News Release

First articles in new neuroscience journal -- Brain Connectivity -- debut online

Business Announcement

Mary Ann Liebert, Inc./Genetic Engineering News

<I>Brain Conectivity</I>

image: Brain Conectivity is the new neuroscience journal publishing cutting-edge basic and clinical research contributing to a better understanding of brain mapping and connections. view more 

Credit: © 2011, Mary Ann Liebert Inc., publishers

New Rochelle, NY, April 21, 2011— The new neuroscience journal, Brain Connectivity, set to become the premier source of cutting-edge basic and clinical research contributing to a better understanding of how structural and functional connections in the brain are organized, develop, and are altered in neurological disorders, launches with the publication of four compelling articles. The full issue will be released in early May. Brain Connectivity, a bimonthly peer-reviewed journal, is published by Mary Ann Liebert, Inc. (www.liebertpub.com). The articles and a full description of the Journal and its editorial leadership are available online at www.liebertpub.com/brain

To ensure that scientific findings are rapidly disseminated, each article will be published Instant Online within 72 hours of acceptance, with fully typeset, fast-track publication within 4 weeks.

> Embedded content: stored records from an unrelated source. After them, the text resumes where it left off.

use std::{path::PathBuf, sync::Arc};

use clap::Args;
use colored::Colorize;

use crate::{
    cli::{
        Context,
        commands::{
            ExitOnErr, new_spinner,
            shared::{InquireConfirmer, print_diff, print_plan, print_verification},
        },
    },
    services::{AssumeYes, BackupPolicy, Confirmer, ImportOptions, ImportService},
    types::SyncPhase,
};

#[derive(Args, Debug)]
#[clap(after_help = r#"
EXAMPLES:
    # modelsync import --models src/models.rs --dry-run
    This will load the entities, compare them with the database and print the DDL that would run.

    # modelsync import --yes --backup
    This will back up the existing tables, then create and update tables without asking.
    "#)]
pub struct ImportArgs {
    /// Entity file to import (defaults to MODELSYNC__MODELS__PATH)
    #[arg(long, short, value_name = "FILE")]
    models: Option<PathBuf>,

    /// Table name prefix (defaults to MODELSYNC__MODELS__PREFIX)
    #[arg(long)]
    prefix: Option<String>,

    /// Answer yes to every confirmation
    #[arg(long, short)]
    yes: bool,

    /// Back up existing tables without asking
    #[arg(long, conflicts_with = "no_backup")]
    backup: bool,

    /// Never back up existing tables
    #[arg(long)]
    no_backup: bool,

    /// Print the plan without touching the database
    #[arg(long)]
    dry_run: bool,
}

impl ImportArgs {
    fn backup_policy(&self) -> BackupPolicy {
        match (self.backup, self.no_backup, self.yes) {
            (true, _, _) => BackupPolicy::Always,
            (_, true, _) => BackupPolicy::Never,
            // `--yes` alone still keeps a backup.
            (_, _, true) => BackupPolicy::Always,
            _ => BackupPolicy::Ask,
        }
    }
}

pub async fn execute(args: &ImportArgs, ctx: &Context<'_>) {
    let mut options = ImportOptions::from_settings(ctx.settings);
    if let Some(models) = &args.models {
        options.models_path = models.clone();
    }
    if let Some(prefix) = &args.prefix {
        options.prefix = prefix.clone();
    }
    options.backup = args.backup_policy();
    options.dry_run = args.dry_run;

    let (spinner, progress) = new_spinner();
    let confirmer: Arc<dyn Confirmer> = if args.yes {
        Arc::new(AssumeYes)
    } else {
        Arc::new(InquireConfirmer::new(spinner.clone()))
    };

    let service = ImportService::new(ctx.settings.clone(), confirmer);
    let result = service.run(&options, &progress).await;
    spinner.finish_and_clear();

    let report = result.exit_on_err("Import failed");

    print_diff(&report.diff);
    print_plan(&report.plan);
    if let Some(backup) = &report.backup {
        println!(
            "💾 Backed up {} table(s), {} row(s) to {}",
            backup.files.len(),
            backup.total_rows(),
            backup.dir.display().to_string().green()
        );
    }
    if !report.verification.is_empty() {
        print_verification(&report.verification);
    }

    match report.phase {
        SyncPhase::Cancelled => println!("✅ Aborted, no changes made"),
        SyncPhase::Verified => println!(
            "✅ Import completed in {} ({} statement(s))",
            report.duration,
            report.plan.len()
        ),
        _ if options.dry_run && !report.plan.is_empty() => {
            println!("✅ Dry run completed, nothing applied")
        }
        _ => println!("✅ Database already matches the models"),
    }
}
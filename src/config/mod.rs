pub mod backup;
pub mod database;
pub mod log;
pub mod models;
pub mod settings;

pub use backup::BackupConfig;
pub use database::DatabaseConfig;
pub use log::LogConfig;
pub use models::ModelsConfig;
pub use settings::Settings;
use std::path::PathBuf;

use anyhow::Result;
use chrono::Utc;
use sea_orm::ConnectionTrait;
use tracing::{info, warn};

use crate::{
    catalog::SchemaReader,
    codegen::{ClassRenderer, FileEmitter},
    config::Settings,
    db::Session,
    utils::{ProgressReporter, time::elapsed_since},
};

#[derive(Debug, Clone)]
pub struct ExportOptions {
    pub prefix: String,
    pub output: PathBuf,
    /// Return the file instead of writing it.
    pub stdout: bool,
}

impl ExportOptions {
    pub fn from_settings(settings: &Settings) -> Self {
        Self {
            prefix: settings.models.prefix.clone(),
            output: PathBuf::from(&settings.models.path),
            stdout: false,
        }
    }
}

#[derive(Debug, Clone)]
pub struct ExportReport {
    pub tables: Vec<String>,
    /// Where the file went, `None` for `--stdout`.
    pub output: Option<PathBuf>,
    pub content: String,
    pub duration: String,
}

/// Schema Reader → Class Renderer → File Emitter.
pub struct ExportService {
    settings: Settings,
}

impl ExportService {
    pub fn new(settings: Settings) -> Self {
        Self { settings }
    }

    pub async fn run(&self, options: &ExportOptions, progress: &ProgressReporter) -> Result<ExportReport> {
        progress.report(format!("Connecting to {}...", self.settings.database.target()));
        let session = Session::open(&self.settings.database).await?;

        let result = self
            .export_with(session.conn(), session.target(), options, progress)
            .await;
        session.close().await;
        result
    }

    /// Runs the export over an already open connection.
    pub async fn export_with<C: ConnectionTrait>(
        &self,
        db: &C,
        target: &str,
        options: &ExportOptions,
        progress: &ProgressReporter,
    ) -> Result<ExportReport> {
        let started_at = Utc::now();
        let schema = &self.settings.database.schema;
        let exclude = self.settings.models.exclude_tables.clone().unwrap_or_default();

        progress.report(format!("Reading tables with prefix '{}'...", options.prefix));
        let reader = SchemaReader::new(db, schema.clone());
        let tables = reader.read_tables(&options.prefix, &exclude).await?;
        if tables.is_empty() {
            warn!(
                "⚠️ No tables with prefix '{}' in schema '{}'; the file will hold no entities",
                options.prefix, schema
            );
        }

        progress.report(format!("Rendering {} entities...", tables.len()));
        let renderer = ClassRenderer::new(&options.prefix, self.settings.models.strict_types);
        let rendered = renderer.render_all(&tables)?;

        let emitter = FileEmitter::new(schema.clone(), target, &options.prefix);
        let file = emitter.compose(&rendered)?;

        let output = if options.stdout {
            None
        } else {
            progress.report(format!("Writing {}...", options.output.display()));
            emitter.write(&options.output, &file)?;
            Some(options.output.clone())
        };

        let duration = elapsed_since(started_at);
        info!("✅ Exported {} table(s) in {}", file.tables.len(), duration);

        Ok(ExportReport {
            tables: file.tables,
            output,
            content: file.content,
            duration,
        })
    }
}
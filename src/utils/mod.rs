pub mod backup_writer;
pub mod init;
pub mod logger;
pub mod progress;
pub mod queries;
pub mod serde;
pub mod templates;
pub mod time;
pub mod utils;

pub use backup_writer::{BackupWriter, BackupWriterOptions};
pub use progress::ProgressReporter;
pub use queries::get_query;
pub use templates::render_template;
pub use time::format_duration;
pub use utils::{qualified_name, quote_ident, value_literal_expr};
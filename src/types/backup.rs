use std::path::PathBuf;

use serde::Serialize;

#[derive(Clone, Debug, PartialEq, Eq, Serialize)]
pub struct BackupFile {
    pub table: String,
    pub path: PathBuf,
    pub rows: usize,
}

/// Result of one backup run: the timestamped directory and what went into it.
#[derive(Clone, Debug, Default, PartialEq, Eq, Serialize)]
pub struct BackupManifest {
    pub dir: PathBuf,
    pub files: Vec<BackupFile>,
}

impl BackupManifest {
    pub fn tables(&self) -> Vec<&str> {
        self.files.iter().map(|f| f.table.as_str()).collect()
    }

    pub fn total_rows(&self) -> usize {
        self.files.iter().map(|f| f.rows).sum()
    }
}
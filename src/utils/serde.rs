use serde::{Deserializer, de};
use std::fmt;

/// Deserializes `Option<Vec<String>>` from either a sequence or a single string.
///
/// Environment variables can only carry one string, so a string is split on
/// newlines and commas. Blank entries are dropped; an empty result is `None`.
pub fn deserialize_opt_vec_from_string<'de, D>(
    deserializer: D,
) -> Result<Option<Vec<String>>, D::Error>
where
    D: Deserializer<'de>,
{
    struct VecStringVisitor;

    impl<'de> de::Visitor<'de> for VecStringVisitor {
        type Value = Option<Vec<String>>;

        fn expecting(&self, formatter: &mut fmt::Formatter) -> fmt::Result {
            formatter.write_str("a string or a sequence of strings")
        }

        fn visit_str<E>(self, value: &str) -> Result<Self::Value, E>
        where
            E: de::Error,
        {
            let items: Vec<String> = value
                .split(['\n', ','])
                .map(|s| s.trim().to_string())
                .filter(|s| !s.is_empty())
                .collect();

            Ok(if items.is_empty() { None } else { Some(items) })
        }

        fn visit_seq<A>(self, mut seq: A) -> Result<Self::Value, A::Error>
        where
            A: de::SeqAccess<'de>,
        {
            let mut items: Vec<String> = Vec::new();
            while let Some(element) = seq.next_element::<String>()? {
                let element = element.trim();
                if !element.is_empty() {
                    items.push(element.to_string());
                }
            }
            Ok(if items.is_empty() { None } else { Some(items) })
        }

        fn visit_unit<E>(self) -> Result<Self::Value, E>
        where
            E: de::Error,
        {
            Ok(None)
        }

        fn visit_none<E>(self) -> Result<Self::Value, E>
        where
            E: de::Error,
        {
            Ok(None)
        }
    }

    deserializer.deserialize_any(VecStringVisitor)
}
use serde::{Deserialize, Serialize};

use crate::utils::serde::deserialize_opt_vec_from_string;

#[derive(Debug, Deserialize, Serialize, Clone, PartialEq, Eq)]
pub struct ModelsConfig {
    /// Only tables whose name starts with this prefix are exported, and
    /// only those count as orphaned on import.
    #[serde(default = "default_prefix")]
    pub prefix: String,

    /// Generated entity file, written by export and read by import.
    #[serde(default = "default_path")]
    pub path: String,

    /// Fail on column types without a mapping instead of falling back to text.
    #[serde(default)]
    pub strict_types: bool,

    #[serde(default, deserialize_with = "deserialize_opt_vec_from_string")]
    pub exclude_tables: Option<Vec<String>>,
}

impl Default for ModelsConfig {
    fn default() -> Self {
        Self {
            prefix: default_prefix(),
            path: default_path(),
            strict_types: false,
            exclude_tables: None,
        }
    }
}

fn default_prefix() -> String {
    "t_".to_string()
}

fn default_path() -> String {
    "models.rs".to_string()
}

Brain Connectivity will be the journal of record for researchers and clinicians interested in all aspects of brain connectivity. The Journal is under the leadership of founding and Co-Editors-in-Chief Christopher Pawela, PhD, assistant professor at the Medical College of Wisconsin, and Bharat Biswal, PhD, associate professor at the University of Medicine and Dentistry of New Jersey. The Journal will include original peer-reviewed papers, review articles, point-counterpoint discussions on controversies in the field, and a product/technology review section.

"Powerful new neuroimaging methods have opened up exciting opportunities to characterize brain connectivity in unprecedented detail," says David C. Van Essen, PhD, Professor and Head, Anatomy and Neurobiology, Neurosciences Program, Washington University in St. Louis and former President of the Society for Neuroscience. "This new journal provides an excellent venue for communicating discoveries about brain circuits and brain networks to a broad, multidisciplinary audience."

In the first of four articles, Karl Friston, University College London (UK), offers a comprehensive and controversial review of the fundamental issues of connectivity in the field of brain imaging. The article provides a brief history of functional connectivity, describes the differences between functional and effective connectivity, and presents recent advances in research aimed at modeling the activity of neurologic networks in the brain.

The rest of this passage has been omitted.